Обозлились. Напакостили. Дали ей худой вагон. Зима. Окна во льду. Система течет. Котел перегревается. Всю ночь таскала воду на крышу, доливала на ходу, чтобы пассажиры не померзли.

А самой уж – к пенсии.

На таможне вдруг запищала пуховая подушка.

Ничего не пищало – одна она расстаралась.

Старик-проверялыцик, едкий и язвенный от вечного недоверия, водил по подушке особой хреновиной, и она подавала голос.

– Есть у тебя золотишко, – тихо радовался старик. – Есть, есть...

Подушку отложили в сторону, и весь долгий день, пока шла проверка, старик водил по ней этой хреновиной и подпугивал ненароком, растягивая наслаждение:

– Есть у тебя золотишко... Есть, как не быть?

Потом подушку просветили рентгеном, ничего в ней не нашли и стали заколачивать ящики.

– Смеешься над стариком... – бормотал проверялыщик, серый и приникший от огорчения и усталости. – Хихикаешь в душе. Зубы скалишь. Обманул, провез золотишко...

– Отец, – сказал ему Макарон. – Тебе лечиться надо. Молоко получать за вредность. Сколько же тебя, отец, обманывали?

Папа Макарон остался на кладбище, с дедушкой-бабушкой.

Мама Макарон поехала с сыном.

Теща-проводница всплакнула на прощание, слезой облилась, пошагала себе на автобус: ноет сердце, изнывает, в тоске пребывает...

Инженер Макарон поднялся по трапу самолета, увидел проем внутрь, внутрь, как в бескрайний туннель, поморщился, попятился... и, расталкивая иностранный народ, запрыгал вниз по ступенькам.

Потом по бетонке.

Через лесок.

Через ограду.

По долгому, вспаханному полю, до потери сил и дыхания, где развилка на пути, ссыпавшийся от старости окоп, деревня Охлебаиха на пригорке.

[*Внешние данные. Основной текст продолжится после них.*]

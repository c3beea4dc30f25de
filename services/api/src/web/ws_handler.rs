//! services/api/src/web/ws_handler.rs
//!
//! WebSocket watches. A customer watches one tracking code; staff watch every
//! order event. Each connection holds its own broadcast receiver, so closing the
//! socket is all it takes to cancel a watch.

use crate::web::{
    protocol::{ClientMessage, ServerMessage},
    state::AppState,
};
use axum::{
    extract::{
        ws::{Message, WebSocket},
        Path, State, WebSocketUpgrade,
    },
    response::Response,
    Extension,
};
use futures::{
    stream::{SplitSink, StreamExt},
    SinkExt,
};
use pickup_core::code::normalize_code;
use pickup_core::domain::Caller;
use pickup_core::tracker::TrackerError;
use std::sync::Arc;
use tokio::sync::broadcast::error::RecvError;
use tracing::{debug, error, info, warn};

type WsSender = SplitSink<WebSocket, Message>;

/// Serializes and sends one message. Returns `false` once the client is gone.
async fn send(sender: &mut WsSender, msg: &ServerMessage) -> bool {
    let json = match serde_json::to_string(msg) {
        Ok(json) => json,
        Err(e) => {
            error!("Failed to serialize server message: {:?}", e);
            return false;
        }
    };
    sender.send(Message::Text(json.into())).await.is_ok()
}

/// What the client sent, reduced to whether the watch should continue.
async fn handle_incoming(sender: &mut WsSender, incoming: Option<Result<Message, axum::Error>>) -> bool {
    match incoming {
        Some(Ok(Message::Text(text))) => match serde_json::from_str::<ClientMessage>(text.as_str()) {
            Ok(ClientMessage::Ping) => send(sender, &ServerMessage::Pong).await,
            Err(e) => {
                warn!("Ignoring malformed client message: {}", e);
                true
            }
        },
        Some(Ok(Message::Close(_))) | None => false,
        Some(Err(e)) => {
            debug!("WebSocket receive error: {:?}", e);
            false
        }
        Some(Ok(_)) => true,
    }
}

//=========================================================================================
// Customer Watch
//=========================================================================================

/// GET /track/{code}/ws - live status for one tracking code.
pub async fn track_ws_handler(
    ws: WebSocketUpgrade,
    State(app_state): State<Arc<AppState>>,
    Path(code): Path<String>,
) -> Response {
    let code = normalize_code(&code);
    ws.on_upgrade(move |socket| watch_code(socket, app_state, code))
}

async fn watch_code(socket: WebSocket, app_state: Arc<AppState>, code: String) {
    let (mut sender, mut receiver) = socket.split();

    // Subscribe before reading the snapshot so no change slips in between.
    let mut events = app_state.events.subscribe();

    let snapshot = match app_state.tracker.public_status(&code).await {
        Ok(public) => ServerMessage::from(public),
        Err(TrackerError::NotFound(_)) => {
            let msg = ServerMessage::Error {
                message: format!("No order with tracking code {}.", code),
            };
            let _ = send(&mut sender, &msg).await;
            return;
        }
        Err(e) => {
            error!(%code, "Failed to load tracking record: {:?}", e);
            let msg = ServerMessage::Error {
                message: "Failed to load order status.".to_string(),
            };
            let _ = send(&mut sender, &msg).await;
            return;
        }
    };
    if !send(&mut sender, &snapshot).await {
        return;
    }
    info!(%code, "Tracking watch started");

    loop {
        tokio::select! {
            event = events.recv() => match event {
                Ok(event) => {
                    if let Some(msg) = ServerMessage::for_tracker(&event, &code) {
                        if !send(&mut sender, &msg).await {
                            break;
                        }
                    }
                }
                Err(RecvError::Lagged(missed)) => {
                    warn!(%code, missed, "Tracking watch lagged, resending snapshot");
                    if !send(&mut sender, &ServerMessage::Lagged { missed }).await {
                        break;
                    }
                    if let Ok(public) = app_state.tracker.public_status(&code).await {
                        if !send(&mut sender, &public.into()).await {
                            break;
                        }
                    }
                }
                Err(RecvError::Closed) => break,
            },
            incoming = receiver.next() => {
                if !handle_incoming(&mut sender, incoming).await {
                    break;
                }
            }
        }
    }

    info!(%code, "Tracking watch closed");
}

//=========================================================================================
// Staff Watch
//=========================================================================================

/// GET /orders/ws - every placed order and status change, for the staff board.
pub async fn staff_orders_ws_handler(
    ws: WebSocketUpgrade,
    State(app_state): State<Arc<AppState>>,
    Extension(caller): Extension<Caller>,
) -> Response {
    ws.on_upgrade(move |socket| watch_all(socket, app_state, caller))
}

async fn watch_all(socket: WebSocket, app_state: Arc<AppState>, caller: Caller) {
    let (mut sender, mut receiver) = socket.split();

    if !caller.is_staff() {
        let msg = ServerMessage::Error {
            message: "Staff access required.".to_string(),
        };
        let _ = send(&mut sender, &msg).await;
        return;
    }

    let mut events = app_state.events.subscribe();
    info!("Staff order watch started");

    loop {
        tokio::select! {
            event = events.recv() => match event {
                Ok(event) => {
                    if !send(&mut sender, &ServerMessage::for_staff(event)).await {
                        break;
                    }
                }
                Err(RecvError::Lagged(missed)) => {
                    warn!(missed, "Staff order watch lagged");
                    if !send(&mut sender, &ServerMessage::Lagged { missed }).await {
                        break;
                    }
                }
                Err(RecvError::Closed) => break,
            },
            incoming = receiver.next() => {
                if !handle_incoming(&mut sender, incoming).await {
                    break;
                }
            }
        }
    }

    info!("Staff order watch closed");
}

Сидел. Пересыпал пыль дорожную. Прожаривался на припеке. Думал не спеша.

Если бы убили тогда, в ту смертную минуту, что бы потерял безвозвратно?

Не встретил бы Любку. Не родил бы Таньку. Не сбежал бы теперь с трапа самолета, леденея от неизбежного прощания.

У каждого человека есть своя Охлебаиха, где удалось не умереть.

Встал.

Пошел по дороге.

Пришел в деревню, в вишенные ее сады, где соком наливалась ягода, алая, сквозистая.

Лицом зарывался в листву, руками обхватывал стволы, губами ловил ягоду за ягодой и рвал, и глотал, и обливался кровяным соком солоно соленых вишен до самой посадки в заграничном городе Вене.

Ах, Макарон, Макарон, кто же теперь будет защищать деревню Охлебаиху?..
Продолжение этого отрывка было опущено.